WHAT TO DO: Among the following entries, how many lines hold the string "bool"? State only the number.

[Excerpts from a dataset]

━━━━━━━━

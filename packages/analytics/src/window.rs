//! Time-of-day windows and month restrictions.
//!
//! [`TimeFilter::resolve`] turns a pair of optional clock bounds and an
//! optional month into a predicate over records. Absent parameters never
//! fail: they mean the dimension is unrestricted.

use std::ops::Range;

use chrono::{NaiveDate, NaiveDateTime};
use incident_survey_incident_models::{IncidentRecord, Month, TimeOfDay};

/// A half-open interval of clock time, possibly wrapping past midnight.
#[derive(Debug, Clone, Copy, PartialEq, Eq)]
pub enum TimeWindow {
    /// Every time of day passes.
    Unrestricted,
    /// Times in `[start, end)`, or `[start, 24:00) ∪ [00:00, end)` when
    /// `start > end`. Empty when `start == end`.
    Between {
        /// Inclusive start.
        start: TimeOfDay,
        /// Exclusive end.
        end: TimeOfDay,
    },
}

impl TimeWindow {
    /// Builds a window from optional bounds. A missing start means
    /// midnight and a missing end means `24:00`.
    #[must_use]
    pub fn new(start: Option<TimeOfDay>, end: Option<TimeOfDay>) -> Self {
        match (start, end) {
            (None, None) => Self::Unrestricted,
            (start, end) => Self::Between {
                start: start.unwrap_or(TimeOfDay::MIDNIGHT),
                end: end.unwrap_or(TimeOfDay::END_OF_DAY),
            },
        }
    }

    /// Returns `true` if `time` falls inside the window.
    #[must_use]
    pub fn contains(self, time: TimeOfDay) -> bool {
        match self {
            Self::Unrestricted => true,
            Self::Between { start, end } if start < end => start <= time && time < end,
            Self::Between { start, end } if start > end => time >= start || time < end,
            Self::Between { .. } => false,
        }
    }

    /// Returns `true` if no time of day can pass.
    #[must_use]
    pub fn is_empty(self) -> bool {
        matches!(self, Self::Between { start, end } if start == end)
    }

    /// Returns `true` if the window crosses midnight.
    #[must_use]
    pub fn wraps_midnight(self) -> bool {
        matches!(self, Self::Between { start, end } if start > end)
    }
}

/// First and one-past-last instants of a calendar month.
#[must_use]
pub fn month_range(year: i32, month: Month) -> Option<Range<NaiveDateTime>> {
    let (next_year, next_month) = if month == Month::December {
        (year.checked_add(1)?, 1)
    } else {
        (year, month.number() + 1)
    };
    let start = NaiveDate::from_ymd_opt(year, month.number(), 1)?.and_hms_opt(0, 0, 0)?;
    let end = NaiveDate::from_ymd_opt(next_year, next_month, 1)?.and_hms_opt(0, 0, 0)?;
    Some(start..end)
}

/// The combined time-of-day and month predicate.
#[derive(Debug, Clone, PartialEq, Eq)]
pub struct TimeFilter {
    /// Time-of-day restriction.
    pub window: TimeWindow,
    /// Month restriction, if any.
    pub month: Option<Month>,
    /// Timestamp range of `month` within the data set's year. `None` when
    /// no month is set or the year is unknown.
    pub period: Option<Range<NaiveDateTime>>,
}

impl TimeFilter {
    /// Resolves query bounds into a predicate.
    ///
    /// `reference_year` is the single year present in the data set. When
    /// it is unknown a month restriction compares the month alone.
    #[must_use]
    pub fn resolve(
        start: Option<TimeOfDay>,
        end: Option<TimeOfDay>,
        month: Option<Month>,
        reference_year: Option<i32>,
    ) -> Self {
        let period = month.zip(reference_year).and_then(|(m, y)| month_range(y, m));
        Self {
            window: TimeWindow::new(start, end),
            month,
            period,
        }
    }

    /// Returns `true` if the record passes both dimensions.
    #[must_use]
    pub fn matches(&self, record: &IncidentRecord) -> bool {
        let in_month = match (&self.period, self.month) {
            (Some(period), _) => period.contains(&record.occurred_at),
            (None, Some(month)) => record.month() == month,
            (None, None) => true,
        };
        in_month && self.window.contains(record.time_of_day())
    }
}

━━━━━━━━

PROBLEM SOLUTION: 4